*Given entries*.
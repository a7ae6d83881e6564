//! Per-buffer listener tying a host buffer to a parse controller.
//!
//! The listener subscribes to the buffer's change feed and turns each Vim-style
//! `(start_line, end_line, added)` triple into a byte-range edit using a
//! running table of line start offsets. It owns the buffer's span cache and
//! refreshes its snapshot whenever the controller reports, before passing the
//! notification on to its own subscribers.

use std::cell::{Cell, RefCell};
use std::ops::Range;
use std::rc::{Rc, Weak};

use treesit_worker::Scheduler;

use crate::config::SettingsHandle;
use crate::controller::{ConditionCode, ParseCompleteCallback, ParseController};
use crate::edit::{Point, SyntaxTreeEdit};
use crate::engine::{HighlightQuery, ParseEngine};
use crate::host::{BufferChange, BufferEvent, HostBuffer, SubscriptionId};
use crate::ranges::LineRange;
use crate::spans::{InlineSpan, SyntaxLineSpans};

struct Inner<E: ParseEngine, Q: HighlightQuery<Tree = E::Tree>> {
	buffer: Weak<dyn HostBuffer>,
	controller: ParseController<E>,
	query: RefCell<Option<Rc<Q>>>,
	spans: RefCell<SyntaxLineSpans<Q>>,
	byte_offsets: RefCell<Vec<usize>>,
	callbacks: RefCell<Vec<ParseCompleteCallback>>,
	subscription: Cell<Option<SubscriptionId>>,
}

impl<E: ParseEngine, Q: HighlightQuery<Tree = E::Tree>> Drop for Inner<E, Q> {
	fn drop(&mut self) {
		if let (Some(buffer), Some(id)) = (self.buffer.upgrade(), self.subscription.take()) {
			buffer.unsubscribe(id);
		}
	}
}

/// Keeps a syntax tree and span cache in step with one buffer.
pub struct Listener<E: ParseEngine, Q: HighlightQuery<Tree = E::Tree>> {
	inner: Rc<Inner<E, Q>>,
}

impl<E: ParseEngine, Q: HighlightQuery<Tree = E::Tree>> Clone for Listener<E, Q> {
	fn clone(&self) -> Self {
		Self { inner: self.inner.clone() }
	}
}

impl<E, Q> Listener<E, Q>
where
	E: ParseEngine + 'static,
	Q: HighlightQuery<Tree = E::Tree> + 'static,
{
	/// Attaches to `buffer` and requests the first parse.
	///
	/// The parse runs on the next scheduler turn, so callbacks registered
	/// right after construction see the first tree arrive.
	pub fn new(buffer: &Rc<dyn HostBuffer>, engine: E, query: Option<Rc<Q>>, scheduler: Rc<dyn Scheduler>, settings: SettingsHandle) -> Self {
		let controller = ParseController::new(engine, buffer, scheduler, settings.clone());
		let inner = Rc::new(Inner {
			buffer: Rc::downgrade(buffer),
			controller,
			query: RefCell::new(query),
			spans: RefCell::new(SyntaxLineSpans::new(settings)),
			byte_offsets: RefCell::new(line_offsets(buffer.as_ref())),
			callbacks: RefCell::new(Vec::new()),
			subscription: Cell::new(None),
		});

		let weak = Rc::downgrade(&inner);
		inner.controller.subscribe(Rc::new(move |code: ConditionCode, ranges: &[LineRange]| {
			if let Some(inner) = weak.upgrade() {
				Self::handle_parse_complete(&inner, code, ranges);
			}
		}));

		let weak = Rc::downgrade(&inner);
		let id = buffer.subscribe(Rc::new(move |event: &BufferEvent| {
			let Some(inner) = weak.upgrade() else {
				return;
			};
			let listener = Self { inner };
			match event {
				BufferEvent::Changed(change) => listener.handle_changes(change),
				BufferEvent::Reloaded => listener.handle_buffer_reload(),
			}
		}));
		inner.subscription.set(Some(id));
		inner.controller.request_start();
		tracing::debug!(lines = buffer.line_count(), "syntax.listener.attach");
		Self { inner }
	}

	fn handle_parse_complete(inner: &Rc<Inner<E, Q>>, code: ConditionCode, ranges: &[LineRange]) {
		Self::refresh_spans(inner);
		let callbacks: Vec<ParseCompleteCallback> = inner.callbacks.borrow().clone();
		for callback in callbacks {
			callback(code, ranges);
		}
	}

	/// Points the span cache at the controller's latest tree and text.
	fn refresh_spans(inner: &Inner<E, Q>) {
		let query = inner.query.borrow().clone();
		inner
			.spans
			.borrow_mut()
			.set_snapshot(inner.controller.parsed_text(), query, inner.controller.tree());
	}

	/// Converts a host change into an edit and queues it.
	///
	/// Line numbers are clamped to what the listener knows about, so a host
	/// that briefly disagrees with the offset table never causes a panic.
	pub fn handle_changes(&self, change: &BufferChange) {
		let Some(buffer) = self.inner.buffer.upgrade() else {
			return;
		};
		let edit = {
			let mut offsets = self.inner.byte_offsets.borrow_mut();
			let known = offsets.len().saturating_sub(1);
			let old_len = offsets.last().map_or(0, |end| end.saturating_sub(1));

			let mut start = change.start_line;
			if start >= known && known > 0 {
				if start > known {
					tracing::warn!(start, known, "syntax.listener.start_clamped");
				}
				start = known - 1;
			}
			let start = start.min(known);
			let end = change.end_line.min(known).max(start);
			if change.end_line > known {
				tracing::warn!(end = change.end_line, known, "syntax.listener.end_clamped");
			}

			let old_end_byte = offsets[end].min(old_len);
			let old_end_point = point_at(&offsets, old_end_byte);

			let seed = offsets[start];
			offsets.truncate(start + 1);
			let mut next = seed;
			buffer.for_each_line_from(start, &mut |line| {
				next += line.len() + 1;
				offsets.push(next);
			});
			let line_count = offsets.len() - 1;
			let new_len = next.saturating_sub(1);

			// Deleting the last lines also removes the terminator before them,
			// so the edit starts at the new end of text.
			let start_byte = offsets[start].min(old_len).min(new_len);
			let new_end_line = (end as isize + change.added).clamp(start as isize, line_count as isize) as usize;
			let new_end_byte = offsets[new_end_line].min(new_len).max(start_byte);

			SyntaxTreeEdit {
				start_byte,
				old_end_byte,
				new_end_byte,
				start_point: point_at(&offsets, start_byte),
				old_end_point,
				new_end_point: point_at(&offsets, new_end_byte),
			}
		};
		tracing::trace!(start = change.start_line, end = change.end_line, added = change.added, ops = ?change.ops, "syntax.listener.change");
		self.inner.controller.add_edit(edit);
	}

	/// Rebuilds the offset table and reparses from scratch.
	pub fn handle_buffer_reload(&self) {
		if let Some(buffer) = self.inner.buffer.upgrade() {
			*self.inner.byte_offsets.borrow_mut() = line_offsets(buffer.as_ref());
		}
		self.inner.controller.start_clean();
	}

	/// Registers a subscriber.
	///
	/// A subscriber added while a tree exists and no parse is running is
	/// called immediately with [`ConditionCode::NewOutOfDateTree`] and no
	/// ranges, so it can initialise itself from the current tree. That tree
	/// may come from a catch-up parse no subscriber has heard about yet; the
	/// span cache is moved onto it first.
	pub fn add_parse_complete_callback(&self, callback: ParseCompleteCallback) {
		self.inner.callbacks.borrow_mut().push(callback.clone());
		if self.inner.controller.tree().is_some() && !self.inner.controller.is_active() {
			Self::refresh_spans(&self.inner);
			callback(ConditionCode::NewOutOfDateTree, &[]);
		}
	}

	/// The most recently stored tree.
	pub fn tree(&self) -> Option<Rc<E::Tree>> {
		self.inner.controller.tree()
	}

	/// Dump of the current tree restricted to `rows`.
	pub fn print_tree(&self, rows: Range<usize>) -> Option<String> {
		self.inner.controller.dump_tree(rows)
	}

	/// Highlight spans for `line` from the latest published tree.
	pub fn line_spans(&self, line: usize) -> Vec<InlineSpan> {
		self.inner.spans.borrow_mut().line_spans(line).to_vec()
	}

	/// Independent copy of the span cache.
	pub fn spans(&self) -> SyntaxLineSpans<Q> {
		self.inner.spans.borrow().clone()
	}

	/// Replaces the highlight query.
	pub fn set_query(&self, query: Option<Rc<Q>>) {
		*self.inner.query.borrow_mut() = query.clone();
		self.inner.spans.borrow_mut().set_query(query);
	}

	/// Line start offsets as currently tracked.
	pub fn byte_offsets(&self) -> Vec<usize> {
		self.inner.byte_offsets.borrow().clone()
	}

	pub fn controller(&self) -> &ParseController<E> {
		&self.inner.controller
	}
}

/// `offsets[i]` is the byte offset where line `i` starts; the final entry is
/// one past the end, counting a terminator after every line.
fn line_offsets(buffer: &dyn HostBuffer) -> Vec<usize> {
	let mut offsets = Vec::with_capacity(buffer.line_count() + 1);
	let mut next = 0;
	offsets.push(next);
	buffer.for_each_line_from(0, &mut |line| {
		next += line.len() + 1;
		offsets.push(next);
	});
	offsets
}

/// Position of `byte` within the text described by line start `offsets`.
fn point_at(offsets: &[usize], byte: usize) -> Point {
	let row = offsets.partition_point(|&start| start <= byte).saturating_sub(1);
	Point::new(row, byte.saturating_sub(offsets.get(row).copied().unwrap_or(0)))
}

#[cfg(test)]
mod tests;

*Exercise prompt*. From the entries above, restate word for word the lines from the line containing "latest published tree." to the line containing "#[cfg(test)]", both ends included, and nothing more.

*Task result*.
	/// Highlight spans for `line` from the latest published tree.
	pub fn line_spans(&self, line: usize) -> Vec<InlineSpan> {
		self.inner.spans.borrow_mut().line_spans(line).to_vec()
	}

	/// Independent copy of the span cache.
	pub fn spans(&self) -> SyntaxLineSpans<Q> {
		self.inner.spans.borrow().clone()
	}

	/// Replaces the highlight query.
	pub fn set_query(&self, query: Option<Rc<Q>>) {
		*self.inner.query.borrow_mut() = query.clone();
		self.inner.spans.borrow_mut().set_query(query);
	}

	/// Line start offsets as currently tracked.
	pub fn byte_offsets(&self) -> Vec<usize> {
		self.inner.byte_offsets.borrow().clone()
	}

	pub fn controller(&self) -> &ParseController<E> {
		&self.inner.controller
	}
}

/// `offsets[i]` is the byte offset where line `i` starts; the final entry is
/// one past the end, counting a terminator after every line.
fn line_offsets(buffer: &dyn HostBuffer) -> Vec<usize> {
	let mut offsets = Vec::with_capacity(buffer.line_count() + 1);
	let mut next = 0;
	offsets.push(next);
	buffer.for_each_line_from(0, &mut |line| {
		next += line.len() + 1;
		offsets.push(next);
	});
	offsets
}

/// Position of `byte` within the text described by line start `offsets`.
fn point_at(offsets: &[usize], byte: usize) -> Point {
	let row = offsets.partition_point(|&start| start <= byte).saturating_sub(1);
	Point::new(row, byte.saturating_sub(offsets.get(row).copied().unwrap_or(0)))
}

#[cfg(test)]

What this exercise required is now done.